EXERCISE DETAILS:
Every line in the entries that holds the word "expected" counts toward the answer, which should be a single number.

Records drawn from a dataset:
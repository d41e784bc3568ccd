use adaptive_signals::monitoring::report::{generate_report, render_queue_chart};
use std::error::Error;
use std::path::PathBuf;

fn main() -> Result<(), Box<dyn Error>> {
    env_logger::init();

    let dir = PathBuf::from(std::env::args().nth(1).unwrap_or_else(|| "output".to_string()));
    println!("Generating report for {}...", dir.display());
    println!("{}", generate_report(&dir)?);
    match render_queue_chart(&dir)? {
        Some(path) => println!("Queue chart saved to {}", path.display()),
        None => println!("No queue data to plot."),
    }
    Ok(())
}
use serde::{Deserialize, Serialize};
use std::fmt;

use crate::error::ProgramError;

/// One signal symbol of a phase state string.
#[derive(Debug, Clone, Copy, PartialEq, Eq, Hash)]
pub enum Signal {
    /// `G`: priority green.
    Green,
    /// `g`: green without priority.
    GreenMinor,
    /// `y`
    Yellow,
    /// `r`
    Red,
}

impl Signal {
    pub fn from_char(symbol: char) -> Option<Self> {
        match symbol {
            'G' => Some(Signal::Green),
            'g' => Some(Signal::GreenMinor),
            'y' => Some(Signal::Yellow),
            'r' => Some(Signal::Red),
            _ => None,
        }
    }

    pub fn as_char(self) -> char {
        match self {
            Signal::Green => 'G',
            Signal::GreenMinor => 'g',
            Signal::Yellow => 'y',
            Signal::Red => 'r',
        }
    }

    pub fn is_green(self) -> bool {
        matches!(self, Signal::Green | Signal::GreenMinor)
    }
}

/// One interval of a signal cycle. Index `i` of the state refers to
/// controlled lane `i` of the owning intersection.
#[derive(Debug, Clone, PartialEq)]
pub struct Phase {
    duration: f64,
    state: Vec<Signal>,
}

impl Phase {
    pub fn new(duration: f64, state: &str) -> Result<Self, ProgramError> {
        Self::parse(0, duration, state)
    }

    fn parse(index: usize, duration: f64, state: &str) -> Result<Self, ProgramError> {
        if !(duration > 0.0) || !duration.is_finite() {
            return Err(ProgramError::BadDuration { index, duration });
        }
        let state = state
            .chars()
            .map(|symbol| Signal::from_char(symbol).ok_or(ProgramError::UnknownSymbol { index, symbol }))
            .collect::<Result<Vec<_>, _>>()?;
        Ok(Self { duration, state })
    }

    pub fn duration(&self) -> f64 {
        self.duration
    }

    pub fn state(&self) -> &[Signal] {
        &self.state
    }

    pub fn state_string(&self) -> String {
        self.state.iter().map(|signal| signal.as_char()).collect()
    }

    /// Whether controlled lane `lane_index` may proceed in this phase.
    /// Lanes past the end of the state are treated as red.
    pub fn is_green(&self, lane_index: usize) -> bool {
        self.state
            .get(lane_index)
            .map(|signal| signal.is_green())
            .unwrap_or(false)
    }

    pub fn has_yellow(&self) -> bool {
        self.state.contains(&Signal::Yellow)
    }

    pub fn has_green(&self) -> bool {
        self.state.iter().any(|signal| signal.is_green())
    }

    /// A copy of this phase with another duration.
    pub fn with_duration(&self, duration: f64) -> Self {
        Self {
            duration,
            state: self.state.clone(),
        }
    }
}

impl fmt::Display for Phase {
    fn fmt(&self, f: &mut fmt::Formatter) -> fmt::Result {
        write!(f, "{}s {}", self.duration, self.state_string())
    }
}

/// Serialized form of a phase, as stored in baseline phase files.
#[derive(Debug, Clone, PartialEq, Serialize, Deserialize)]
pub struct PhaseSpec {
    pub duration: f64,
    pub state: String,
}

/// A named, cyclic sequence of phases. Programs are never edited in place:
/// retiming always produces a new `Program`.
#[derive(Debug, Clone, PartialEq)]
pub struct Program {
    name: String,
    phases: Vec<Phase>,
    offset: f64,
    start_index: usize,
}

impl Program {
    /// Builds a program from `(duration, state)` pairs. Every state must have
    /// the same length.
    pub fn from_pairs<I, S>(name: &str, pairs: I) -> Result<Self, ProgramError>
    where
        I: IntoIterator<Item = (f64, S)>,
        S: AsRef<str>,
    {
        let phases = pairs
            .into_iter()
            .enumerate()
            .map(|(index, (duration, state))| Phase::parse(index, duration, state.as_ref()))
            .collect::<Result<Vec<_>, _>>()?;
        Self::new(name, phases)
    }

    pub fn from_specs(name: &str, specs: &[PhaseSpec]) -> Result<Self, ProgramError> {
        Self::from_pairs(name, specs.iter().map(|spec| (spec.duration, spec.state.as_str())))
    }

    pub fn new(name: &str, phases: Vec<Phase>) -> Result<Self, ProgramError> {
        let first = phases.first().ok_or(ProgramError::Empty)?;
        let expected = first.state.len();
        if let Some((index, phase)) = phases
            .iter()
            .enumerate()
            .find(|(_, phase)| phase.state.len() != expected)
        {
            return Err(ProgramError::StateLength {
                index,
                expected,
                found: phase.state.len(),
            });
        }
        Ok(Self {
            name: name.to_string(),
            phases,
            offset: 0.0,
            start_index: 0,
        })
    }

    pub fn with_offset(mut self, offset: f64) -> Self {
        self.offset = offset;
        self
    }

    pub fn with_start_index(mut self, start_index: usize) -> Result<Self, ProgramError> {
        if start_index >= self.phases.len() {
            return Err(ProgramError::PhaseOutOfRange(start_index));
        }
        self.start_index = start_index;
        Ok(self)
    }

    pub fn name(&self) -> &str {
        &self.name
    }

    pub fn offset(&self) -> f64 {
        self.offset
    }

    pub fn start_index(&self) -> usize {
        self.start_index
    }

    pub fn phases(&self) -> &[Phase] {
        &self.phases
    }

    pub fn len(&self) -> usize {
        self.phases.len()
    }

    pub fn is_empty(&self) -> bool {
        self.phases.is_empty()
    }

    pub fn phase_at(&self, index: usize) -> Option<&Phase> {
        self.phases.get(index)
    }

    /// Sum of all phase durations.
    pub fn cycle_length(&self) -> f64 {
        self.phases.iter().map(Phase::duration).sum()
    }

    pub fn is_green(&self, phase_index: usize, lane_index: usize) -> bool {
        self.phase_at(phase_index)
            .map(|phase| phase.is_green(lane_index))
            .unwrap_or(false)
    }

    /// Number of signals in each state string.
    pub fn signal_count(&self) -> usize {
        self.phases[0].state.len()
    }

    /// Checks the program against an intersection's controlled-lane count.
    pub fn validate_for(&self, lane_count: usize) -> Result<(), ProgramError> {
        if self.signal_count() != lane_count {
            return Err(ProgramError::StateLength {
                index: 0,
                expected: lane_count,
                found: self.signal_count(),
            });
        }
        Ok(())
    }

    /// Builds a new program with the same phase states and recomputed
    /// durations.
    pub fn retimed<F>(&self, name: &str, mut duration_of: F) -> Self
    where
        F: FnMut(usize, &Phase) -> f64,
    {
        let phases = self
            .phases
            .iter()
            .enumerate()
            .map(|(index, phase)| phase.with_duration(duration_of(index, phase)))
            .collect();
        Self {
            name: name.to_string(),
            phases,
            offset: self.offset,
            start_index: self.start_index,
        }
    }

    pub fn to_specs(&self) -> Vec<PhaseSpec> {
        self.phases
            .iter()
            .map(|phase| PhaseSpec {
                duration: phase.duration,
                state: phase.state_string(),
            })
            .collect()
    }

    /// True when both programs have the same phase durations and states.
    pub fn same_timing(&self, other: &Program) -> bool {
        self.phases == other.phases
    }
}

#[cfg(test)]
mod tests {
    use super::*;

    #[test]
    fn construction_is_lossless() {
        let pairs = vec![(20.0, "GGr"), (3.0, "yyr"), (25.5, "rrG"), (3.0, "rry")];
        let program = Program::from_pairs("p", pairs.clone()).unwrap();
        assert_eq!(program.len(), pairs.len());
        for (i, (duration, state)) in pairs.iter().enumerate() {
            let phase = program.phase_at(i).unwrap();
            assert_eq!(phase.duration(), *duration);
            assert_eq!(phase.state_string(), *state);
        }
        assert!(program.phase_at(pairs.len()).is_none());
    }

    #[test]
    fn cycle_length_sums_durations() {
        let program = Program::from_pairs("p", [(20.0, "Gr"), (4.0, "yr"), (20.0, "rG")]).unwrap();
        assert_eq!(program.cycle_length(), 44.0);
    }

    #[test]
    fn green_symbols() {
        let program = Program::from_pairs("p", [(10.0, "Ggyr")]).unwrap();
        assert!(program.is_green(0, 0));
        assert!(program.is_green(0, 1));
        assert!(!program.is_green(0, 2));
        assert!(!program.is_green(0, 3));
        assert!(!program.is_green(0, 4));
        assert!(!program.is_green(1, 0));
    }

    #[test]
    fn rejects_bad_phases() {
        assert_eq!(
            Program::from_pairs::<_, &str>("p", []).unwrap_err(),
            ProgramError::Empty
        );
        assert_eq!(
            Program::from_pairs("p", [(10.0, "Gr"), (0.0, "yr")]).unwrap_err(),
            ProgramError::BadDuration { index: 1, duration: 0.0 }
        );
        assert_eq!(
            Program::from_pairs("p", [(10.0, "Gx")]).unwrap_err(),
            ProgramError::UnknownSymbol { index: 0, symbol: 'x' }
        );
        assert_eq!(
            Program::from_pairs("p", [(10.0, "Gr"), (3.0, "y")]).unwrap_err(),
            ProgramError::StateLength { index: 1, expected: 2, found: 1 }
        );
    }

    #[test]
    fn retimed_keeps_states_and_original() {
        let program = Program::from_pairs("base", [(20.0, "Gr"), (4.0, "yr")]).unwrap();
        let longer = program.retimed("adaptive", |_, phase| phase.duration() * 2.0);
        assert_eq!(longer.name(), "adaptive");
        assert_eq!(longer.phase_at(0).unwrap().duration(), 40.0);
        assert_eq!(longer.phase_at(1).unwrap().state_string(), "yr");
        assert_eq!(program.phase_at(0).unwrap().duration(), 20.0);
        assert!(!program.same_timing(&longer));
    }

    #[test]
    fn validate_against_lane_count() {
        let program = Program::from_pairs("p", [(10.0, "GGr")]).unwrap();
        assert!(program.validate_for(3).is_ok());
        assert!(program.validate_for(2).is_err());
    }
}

OUTPUT FOR THIS TASK:
5